I'll live up to expectation another day. For now I quite like that he imagines my life to be a fast pace opium den full of men playing guitars. But fiction never drew me in as much as facts...

"..copycat female undergraduates has taken up smoking and so mimicking the superior sex. If the fashion for women wearing trousers ever extended to the college, men, in order to preserve the difference between the sexes, will be driven to wearing kilts!"

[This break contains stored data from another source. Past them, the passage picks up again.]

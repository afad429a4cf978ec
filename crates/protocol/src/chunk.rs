//! Notification chunking
//!
//! BLE writes and notifications are limited to the negotiated MTU, so the
//! list characteristics split their encrypted response into chunks.
//!
//! # Wire Format
//!
//! ```text
//! [is_first (1B)][total (4B, little-endian)][payload]
//! ```
//!
//! `total` is the byte length of the complete logical message and repeats in
//! every chunk. A transfer is complete once the accumulated payload length
//! equals `total`; there is no explicit end marker and no sequence number, so
//! the transport must deliver chunks in send order.

use crate::binary::{invalid_data, read_u32_le, read_u8, write_u32_le, write_u8};
use crate::binary::{BinaryRead, BinaryWrite};
use crate::error::ProtocolError;
use std::io::{self, Read, Write};
use tracing::{debug, warn};

/// Bytes taken by the `is_first` flag and `total` length
pub const CHUNK_HEADER_LENGTH: usize = 5;

/// One fragment of a larger logical message
#[derive(Debug, Clone, PartialEq, Eq)]
pub struct Chunk {
    /// Set on the first chunk of a transfer
    pub is_first: bool,
    /// Length of the complete, unsplit message
    pub total: u32,
    pub bytes: Vec<u8>,
}

impl Chunk {
    /// Split `data` into chunks whose encoding fits in `max_chunk_size` bytes
    ///
    /// Empty data produces a single empty first chunk so the receiver still
    /// observes a complete transfer.
    pub fn split(data: &[u8], max_chunk_size: usize) -> Result<Vec<Chunk>, ProtocolError> {
        if max_chunk_size <= CHUNK_HEADER_LENGTH {
            return Err(ProtocolError::InvalidChunkSize(max_chunk_size));
        }
        let total = u32::try_from(data.len())
            .map_err(|_| ProtocolError::MessageTooLarge(data.len()))?;
        let payload_size = max_chunk_size - CHUNK_HEADER_LENGTH;

        if data.is_empty() {
            return Ok(vec![Chunk {
                is_first: true,
                total,
                bytes: Vec::new(),
            }]);
        }

        Ok(data
            .chunks(payload_size)
            .enumerate()
            .map(|(index, piece)| Chunk {
                is_first: index == 0,
                total,
                bytes: piece.to_vec(),
            })
            .collect())
    }

    /// Concatenate chunk payloads in arrival order
    pub fn reassemble(chunks: &[Chunk]) -> Vec<u8> {
        let length = chunks.iter().map(|c| c.bytes.len()).sum();
        let mut data = Vec::with_capacity(length);
        for chunk in chunks {
            data.extend_from_slice(&chunk.bytes);
        }
        data
    }

    /// Whether the accumulated payload length equals the last chunk's total
    pub fn is_complete(chunks: &[Chunk]) -> bool {
        match chunks.last() {
            Some(last) => {
                let length: usize = chunks.iter().map(|c| c.bytes.len()).sum();
                length == last.total as usize
            }
            None => false,
        }
    }
}

impl BinaryRead for Chunk {
    fn read_from<R: Read>(reader: &mut R) -> io::Result<Self> {
        let is_first = match read_u8(reader)? {
            0x00 => false,
            0x01 => true,
            other => return Err(invalid_data(format!("invalid chunk flag: {}", other))),
        };
        let total = read_u32_le(reader)?;
        let mut bytes = Vec::new();
        reader.read_to_end(&mut bytes)?;
        if bytes.len() > total as usize {
            return Err(invalid_data(format!(
                "chunk carries {} bytes of a {} byte message",
                bytes.len(),
                total
            )));
        }
        Ok(Chunk {
            is_first,
            total,
            bytes,
        })
    }
}

impl BinaryWrite for Chunk {
    fn write_to<W: Write>(&self, writer: &mut W) -> io::Result<()> {
        write_u8(writer, u8::from(self.is_first))?;
        write_u32_le(writer, self.total)?;
        writer.write_all(&self.bytes)
    }

    fn serialized_size(&self) -> usize {
        CHUNK_HEADER_LENGTH + self.bytes.len()
    }
}

/// Reassembly buffer for one notification subscription
///
/// Each subscription owns its own reassembler; it is never shared between
/// clients. Call [`ChunkReassembler::reset`] on disconnect, re-read or
/// timeout so a partial transfer is never merged with a later one.
#[derive(Debug, Default)]
pub struct ChunkReassembler {
    total: Option<u32>,
    buffer: Vec<u8>,
}

impl ChunkReassembler {
    pub fn new() -> Self {
        Self::default()
    }

    /// Accept the next chunk, returning the message once it is complete
    pub fn push(&mut self, chunk: Chunk) -> Result<Option<Vec<u8>>, ProtocolError> {
        if chunk.is_first {
            if self.total.is_some() {
                warn!(
                    received = self.buffer.len(),
                    "discarding partial transfer on new first chunk"
                );
            }
            self.buffer.clear();
            self.total = Some(chunk.total);
        }

        let total = match self.total {
            Some(total) => total,
            None => return Err(ProtocolError::UnexpectedChunk),
        };
        if chunk.total != total {
            self.reset();
            return Err(ProtocolError::ChunkMismatch {
                expected: total,
                got: chunk.total,
            });
        }

        let received = self.buffer.len() + chunk.bytes.len();
        if received > total as usize {
            self.reset();
            return Err(ProtocolError::ChunkOverflow { total, received });
        }
        self.buffer.extend_from_slice(&chunk.bytes);

        if self.buffer.len() == total as usize {
            debug!(total, "chunked transfer complete");
            self.total = None;
            return Ok(Some(std::mem::take(&mut self.buffer)));
        }
        Ok(None)
    }

    /// Decode and accept one notification frame
    pub fn push_bytes(&mut self, frame: &[u8]) -> Result<Option<Vec<u8>>, ProtocolError> {
        let chunk = Chunk::from_bytes(frame)?;
        self.push(chunk)
    }

    /// Drop any partial transfer
    pub fn reset(&mut self) {
        self.total = None;
        self.buffer.clear();
    }

    /// Whether a transfer has started but not completed
    pub fn is_in_progress(&self) -> bool {
        self.total.is_some()
    }

    /// Payload bytes buffered for the current transfer
    pub fn received(&self) -> usize {
        self.buffer.len()
    }
}

#[cfg(test)]
mod tests {
    use super::*;

    fn sample(len: usize) -> Vec<u8> {
        (0..len).map(|i| (i % 251) as u8).collect()
    }

    #[test]
    fn test_split_sizes() {
        let data = sample(50);
        let chunks = Chunk::split(&data, 20).unwrap();
        assert_eq!(chunks.len(), 4);
        assert!(chunks[0].is_first);
        assert!(chunks[1..].iter().all(|c| !c.is_first));
        assert!(chunks.iter().all(|c| c.total == 50));
        assert!(chunks.iter().all(|c| c.serialized_size() <= 20));
        assert_eq!(chunks[3].bytes.len(), 5);
    }

    #[test]
    fn test_split_rejects_header_sized_mtu() {
        assert_eq!(
            Chunk::split(b"abc", CHUNK_HEADER_LENGTH),
            Err(ProtocolError::InvalidChunkSize(CHUNK_HEADER_LENGTH))
        );
    }

    #[test]
    fn test_reassemble_for_many_sizes() {
        for len in [0usize, 1, 14, 15, 16, 100, 257] {
            let data = sample(len);
            for max in [6usize, 7, 20, 23, 185, 512] {
                let chunks = Chunk::split(&data, max).unwrap();
                assert!(Chunk::is_complete(&chunks));
                assert_eq!(Chunk::reassemble(&chunks), data);
            }
        }
    }

    #[test]
    fn test_prefix_is_incomplete() {
        let data = sample(73);
        let chunks = Chunk::split(&data, 12).unwrap();
        for end in 0..chunks.len() {
            assert!(!Chunk::is_complete(&chunks[..end]));
        }
        assert!(Chunk::is_complete(&chunks));
    }

    #[test]
    fn test_empty_message() {
        let chunks = Chunk::split(&[], 20).unwrap();
        assert_eq!(chunks.len(), 1);
        assert!(Chunk::is_complete(&chunks));

        let mut reassembler = ChunkReassembler::new();
        let message = reassembler.push(chunks[0].clone()).unwrap();
        assert_eq!(message, Some(Vec::new()));
    }

    #[test]
    fn test_frame_layout() {
        let chunk = Chunk {
            is_first: true,
            total: 0x0102,
            bytes: vec![0xAA],
        };
        let bytes = chunk.to_bytes().unwrap();
        assert_eq!(bytes, vec![0x01, 0x02, 0x01, 0x00, 0x00, 0xAA]);
        assert_eq!(Chunk::from_bytes(&bytes).unwrap(), chunk);
    }

    #[test]
    fn test_frame_validation() {
        assert!(Chunk::from_bytes(&[0x01, 0x00, 0x00]).is_err());
        assert!(Chunk::from_bytes(&[0x02, 0x00, 0x00, 0x00, 0x00]).is_err());
        // payload longer than the announced total
        assert!(Chunk::from_bytes(&[0x01, 0x01, 0x00, 0x00, 0x00, 0xAA, 0xBB]).is_err());
    }

    #[test]
    fn test_reassembler_streams_frames() {
        let data = sample(64);
        let chunks = Chunk::split(&data, 20).unwrap();
        let mut reassembler = ChunkReassembler::new();
        let last = chunks.len() - 1;
        for (index, chunk) in chunks.iter().enumerate() {
            let frame = chunk.to_bytes().unwrap();
            let result = reassembler.push_bytes(&frame).unwrap();
            if index == last {
                assert_eq!(result, Some(data.clone()));
            } else {
                assert_eq!(result, None);
                assert!(reassembler.is_in_progress());
            }
        }
        assert!(!reassembler.is_in_progress());
    }

    #[test]
    fn test_reassembler_rejects_orphan_chunk() {
        let chunks = Chunk::split(&sample(30), 10).unwrap();
        let mut reassembler = ChunkReassembler::new();
        assert_eq!(
            reassembler.push(chunks[1].clone()),
            Err(ProtocolError::UnexpectedChunk)
        );
    }

    #[test]
    fn test_reassembler_rejects_total_mismatch() {
        let first = Chunk::split(&sample(30), 10).unwrap();
        let other = Chunk::split(&sample(31), 10).unwrap();
        let mut reassembler = ChunkReassembler::new();
        assert_eq!(reassembler.push(first[0].clone()), Ok(None));
        assert_eq!(
            reassembler.push(other[1].clone()),
            Err(ProtocolError::ChunkMismatch {
                expected: 30,
                got: 31
            })
        );
        assert!(!reassembler.is_in_progress());
    }

    #[test]
    fn test_reassembler_rejects_overflow() {
        let mut reassembler = ChunkReassembler::new();
        let first = Chunk {
            is_first: true,
            total: 4,
            bytes: vec![1, 2, 3],
        };
        let extra = Chunk {
            is_first: false,
            total: 4,
            bytes: vec![4, 5],
        };
        assert_eq!(reassembler.push(first), Ok(None));
        assert_eq!(
            reassembler.push(extra),
            Err(ProtocolError::ChunkOverflow {
                total: 4,
                received: 5
            })
        );
    }

    #[test]
    fn test_reset_discards_partial_transfer() {
        let data = sample(40);
        let chunks = Chunk::split(&data, 15).unwrap();
        let mut reassembler = ChunkReassembler::new();
        reassembler.push(chunks[0].clone()).unwrap();
        reassembler.reset();
        assert_eq!(reassembler.received(), 0);

        // Continuation of the dropped transfer must not be accepted even though
        // its total matches a later transfer of the same length.
        assert_eq!(
            reassembler.push(chunks[1].clone()),
            Err(ProtocolError::UnexpectedChunk)
        );
    }

    #[test]
    fn test_new_first_chunk_restarts_transfer() {
        let stale = Chunk::split(&sample(40), 15).unwrap();
        let fresh_data: Vec<u8> = sample(40).into_iter().rev().collect();
        let fresh = Chunk::split(&fresh_data, 15).unwrap();

        let mut reassembler = ChunkReassembler::new();
        reassembler.push(stale[0].clone()).unwrap();
        let mut result = None;
        for chunk in fresh {
            result = reassembler.push(chunk).unwrap();
        }
        assert_eq!(result, Some(fresh_data));
    }
}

- master of Trinity college Cambridge,1936

It strikes me sometimes that being a man is mainly defined by not being a woman. Not wearing the same clothes. Not talking or behaving the same. Sometimes I wonder if that is the reason why so many of our generation resort to silence. Women can do so many things now that being "a man" is becoming being nothing? I have known literally 3 men in my life that didn't clam up in silence as a defence mechanism in the face of emotions or difficulty. 3 men in my whole life. Is disconnecting in silence really the last thing that's reserved for men now that we've got aggression AND trousers? I can safely assume one of the reasons I find silence so incomprehensible is that one of the 3 is my father. But I also remember how his need to speak made him weak in other peoples eyes. Silence leads to disconnect, to thoughts of being alone and to wishing for a fucking cabin in the woods. No one likes the strong silent man because he isn't strong, he is a half formed person in a fragile exoskeleton of masculinity and strength is no where near as loveable as warmth.
In the 'social history of outrageous fashion' is 50% dudes telling women how to be more attractive, more loveable. I think we should flip that one around because I am so sick of the silence and the exoskeletons. It's impossible to truly care for someone who constantly tries to disconnect or be different or think opposites attract (such a blatantly patriarchal saying btw) instead of finding common ground but somehow it's still expected. It is not in my nature. It's just a fucking disappointment.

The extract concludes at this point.